Opinion by
Orlady, J.,The defendant was indicted under the 11th section of the Crimes’ Act of March 31,1860. A motion was filed setting out four reasons for quashing the indictment, which was granted by the court, and from that judgment the commonwealth takes this appeal. While the district attorney does not appear in person, the appeal, as presented, must be treated as if sued out under his official responsibility, since he represents the commonwealth in his county.
By the act of May 19,1874, the commonwealth may take exception to any decision or ruling of the court in cases charging the offense as a nuisance, forcible entry or detainer, but such grant takes away no power in respect to other cases. Since the act of 1860, it has been decided that the powers of the Supreme Court are competent to review any judicial record, and the district attorney may take out a writ of error or certiorari without special allowance. As to erroneous decisions made in the trial which may cause the acquittal of the accused, except in the three misdemeanors mentioned, the commonwealth cannot except, and such decisions cannot be reviewed; but for error in quashing an indictment, arresting judgment after verdict of guilty, and the like, the commonwealth may remove the record for review without allowance of the proper writ: Commonwealth v. Wallace, 114 Pa. 405.
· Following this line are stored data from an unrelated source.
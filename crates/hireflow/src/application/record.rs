//! The application record entity and its partial-update patch.

use chrono::{DateTime, NaiveDate, Utc};
use serde::{Deserialize, Serialize};

use super::status::{ApplicationStatus, PaymentStatus};
use crate::error::LifecycleError;

/// One user's application to one job.
#[derive(Debug, Clone, PartialEq, Serialize, Deserialize)]
#[serde(rename_all = "camelCase")]
pub struct ApplicationRecord {
    /// Unique application identifier (UUID).
    pub id: String,
    /// Applicant profile id.
    pub user_id: String,
    /// Job posting id.
    pub job_id: String,
    pub status: ApplicationStatus,
    /// When the application was created. Never changes.
    pub applied_at: DateTime<Utc>,
    /// When the application was last mutated.
    pub updated_at: DateTime<Utc>,
    /// Set only by the assignment-completion signal.
    #[serde(default)]
    pub assignment_completed: bool,
    /// Secondary assignment status ("assigned", "completed", ...).
    #[serde(skip_serializing_if = "Option::is_none")]
    pub assignment_status: Option<String>,
    #[serde(default)]
    pub payment_required: bool,
    #[serde(skip_serializing_if = "Option::is_none")]
    pub payment_status: Option<PaymentStatus>,
    /// Amount in minor currency units.
    #[serde(skip_serializing_if = "Option::is_none")]
    pub payment_amount: Option<i64>,
    #[serde(skip_serializing_if = "Option::is_none")]
    pub payment_due_date: Option<NaiveDate>,
    /// Joined from the job posting at read time.
    #[serde(skip_serializing_if = "Option::is_none")]
    pub job_title: Option<String>,
    /// Joined from the job's company at read time.
    #[serde(skip_serializing_if = "Option::is_none")]
    pub company: Option<String>,
    /// Joined from the applicant profile at read time.
    #[serde(skip_serializing_if = "Option::is_none")]
    pub applicant_name: Option<String>,
}

/// Payment terms attached to a payment-gated job.
#[derive(Debug, Clone, PartialEq, Eq, Serialize, Deserialize)]
#[serde(rename_all = "camelCase")]
pub struct PaymentTerms {
    pub amount: i64,
    #[serde(default)]
    pub due_date: Option<NaiveDate>,
}

impl ApplicationRecord {
    /// Creates a fresh `applied` record with a new UUID.
    pub fn new(user_id: &str, job_id: &str, applied_at: DateTime<Utc>) -> Self {
        Self {
            id: uuid::Uuid::new_v4().to_string(),
            user_id: user_id.to_string(),
            job_id: job_id.to_string(),
            status: ApplicationStatus::Applied,
            applied_at,
            updated_at: applied_at,
            assignment_completed: false,
            assignment_status: None,
            payment_required: false,
            payment_status: None,
            payment_amount: None,
            payment_due_date: None,
            job_title: None,
            company: None,
            applicant_name: None,
        }
    }

    /// Attaches payment terms with the given payment state.
    pub fn with_payment(mut self, terms: &PaymentTerms, status: PaymentStatus) -> Self {
        self.payment_required = true;
        self.payment_amount = Some(terms.amount);
        self.payment_due_date = terms.due_date;
        self.payment_status = Some(status);
        self
    }

    pub fn is_terminal(&self) -> bool {
        self.status.is_terminal()
    }

    /// Returns true while a required payment has not completed.
    pub fn is_payment_blocked(&self) -> bool {
        self.payment_required && self.payment_status != Some(PaymentStatus::Completed)
    }

    /// Refuses approval while a required payment is outstanding.
    pub fn ensure_payment_settled_for(&self, target: ApplicationStatus) -> Result<(), LifecycleError> {
        if target == ApplicationStatus::Approved && self.is_payment_blocked() {
            return Err(LifecycleError::PaymentPending(self.id.clone()));
        }
        Ok(())
    }

    /// Checks the record-level invariants.
    pub fn validate(&self) -> Result<(), LifecycleError> {
        if self.id.trim().is_empty() {
            return Err(LifecycleError::InvalidRecord("id must not be empty".to_string()));
        }
        if self.user_id.trim().is_empty() || self.job_id.trim().is_empty() {
            return Err(LifecycleError::InvalidRecord(format!(
                "application '{}' must reference a user and a job",
                self.id
            )));
        }
        if self.applied_at > self.updated_at {
            return Err(LifecycleError::InvalidRecord(format!(
                "application '{}' was updated at {} before it was applied at {}",
                self.id, self.updated_at, self.applied_at
            )));
        }
        if let Some(amount) = self.payment_amount {
            if amount < 0 {
                return Err(LifecycleError::InvalidRecord(format!(
                    "application '{}' has a negative payment amount",
                    self.id
                )));
            }
        }
        Ok(())
    }
}

/// Partial update of an application record.
///
/// `expected_status` is a guard: stores must refuse the update when the
/// stored status differs.
#[derive(Debug, Clone, Default, PartialEq)]
pub struct ApplicationPatch {
    pub expected_status: Option<ApplicationStatus>,
    pub status: Option<ApplicationStatus>,
    pub updated_at: Option<DateTime<Utc>>,
    pub assignment_completed: Option<bool>,
    pub assignment_status: Option<String>,
    pub payment_status: Option<PaymentStatus>,
}

impl ApplicationPatch {
    /// Patch that moves `before` to the status and timestamp of `after`.
    pub fn status_change(before: &ApplicationRecord, after: &ApplicationRecord) -> Self {
        Self {
            expected_status: Some(before.status),
            status: Some(after.status),
            updated_at: Some(after.updated_at),
            ..Default::default()
        }
    }

    /// Patch for the external assignment-completion signal.
    pub fn assignment_completed(at: DateTime<Utc>) -> Self {
        Self {
            updated_at: Some(at),
            assignment_completed: Some(true),
            assignment_status: Some("completed".to_string()),
            ..Default::default()
        }
    }

    pub fn payment(status: PaymentStatus, at: DateTime<Utc>) -> Self {
        Self {
            updated_at: Some(at),
            payment_status: Some(status),
            ..Default::default()
        }
    }

    pub fn is_empty(&self) -> bool {
        self.status.is_none()
            && self.updated_at.is_none()
            && self.assignment_completed.is_none()
            && self.assignment_status.is_none()
            && self.payment_status.is_none()
    }

    /// Applies the patch in place. Guard checks are the caller's job.
    pub fn apply_to(&self, record: &mut ApplicationRecord) {
        if let Some(status) = self.status {
            record.status = status;
        }
        if let Some(updated_at) = self.updated_at {
            record.updated_at = updated_at;
        }
        if let Some(completed) = self.assignment_completed {
            record.assignment_completed = completed;
        }
        if let Some(ref assignment_status) = self.assignment_status {
            record.assignment_status = Some(assignment_status.clone());
        }
        if let Some(payment_status) = self.payment_status {
            record.payment_status = Some(payment_status);
        }
    }
}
In cases where the commonwealth has the right to a writ of error or certiorari no statute says that such right should depend upon the allowance of an exception by the trial judge. In the language of Chief Justice Woodward, Commonwealth v. Capp, 48 Pa. 53, “ It would be very strange if the commonwealth might not appeal to her own tribunals for justice without the special consent of certain of her officers.” See also Commonwealth v. Bartilson, 85 Pa. 482, Gilroy v. Commonwealth, 105 Pa. 484, Commonwealth v. McHale, 97 Pa. 397, and Commonwealth v. Kistler, 149 Pa. 345.
The record is properly in this court, an’d as a part of it, we have the motion to quash, with the reasons therefor and the action of the court thereon. The indictment distinctly charges the defendant, in substantial compliance with the act of assembly, with unlawfully obtaining by false pretenses the signature of R. H. Bellman to a certain written instrument. The *526pleader details the means used to accomplish the alleged crime at greater length than is required by the decisions, but it certainly did not mislead the defendant as to the nature and character of the offense charged. Obtaining the signature of R. H. Bellman to the judgment note, and the misrepresentation of the defendant’s interest in the “ All Right Grocery Company ’’ are alleged as existing facts. The pretenses set out do not describe a separate offense so as to make the indictment defective ; but they are descriptive of the means employed to obtain the signature to the written instrument with intent to cheat and defraud R. H. Bellman. It is a well settled fact that the criminal law does not permit distinct offenses to be joined in the same count. The completed act charged was obtaining the signature to a written instrument by false pretenses, with intent to cheat and defraud by making it a valuable security. When a statute makes indictable two or more acts connected with the same transaction, each one of which may be considered as representing a phase of the same offense, it has, in many cases been ruled that they may be coupled in the one count. It is not regarded as duplicity thus to join successive statutory phases of the same offense: Commonwealth v. Miller, 107 Pa. 276.
We must give the statute a reasonable construction, in accordance not only with its plain general intent, but also with the fundamental principles of our criminal law. The specified acts may be distinct and separate offenses, or they may be so entirely parts of the same transaction that they combine to make but one: Commonwealth v. Mentzer, 162 Pa. 646.
The rule is clearly defined in the 11th section of the criminal procedure act of 1860, and pi’ovides that “ every indictment shall be deemed and adjudged sufficient and good in law which charges the crime substantially in the language of the act of assembly prohibiting the crime and prescribing the punishment, if there be any such, or if at common law, so plainly that the nature of the offense charged may be easily understood by the jury.” It is evident, from the current both of decision and legislation, that criminal pleading is no longer the technical thing it was, and that courts should look more to substantial justice than artificial nicety: Commonwealth v. Keenan, 67 Pa. 203; Commonwealth v. Wood, 2 Pa. Superior *527Ct. 45; Commonwealth, v. New Bethelehem Borough, 15 Pa. Superior Ct. 158. The indictment is sufficient to require a plea by the defendant.
The judgment of the court below is reversed, the record to be remitted with a procedendo.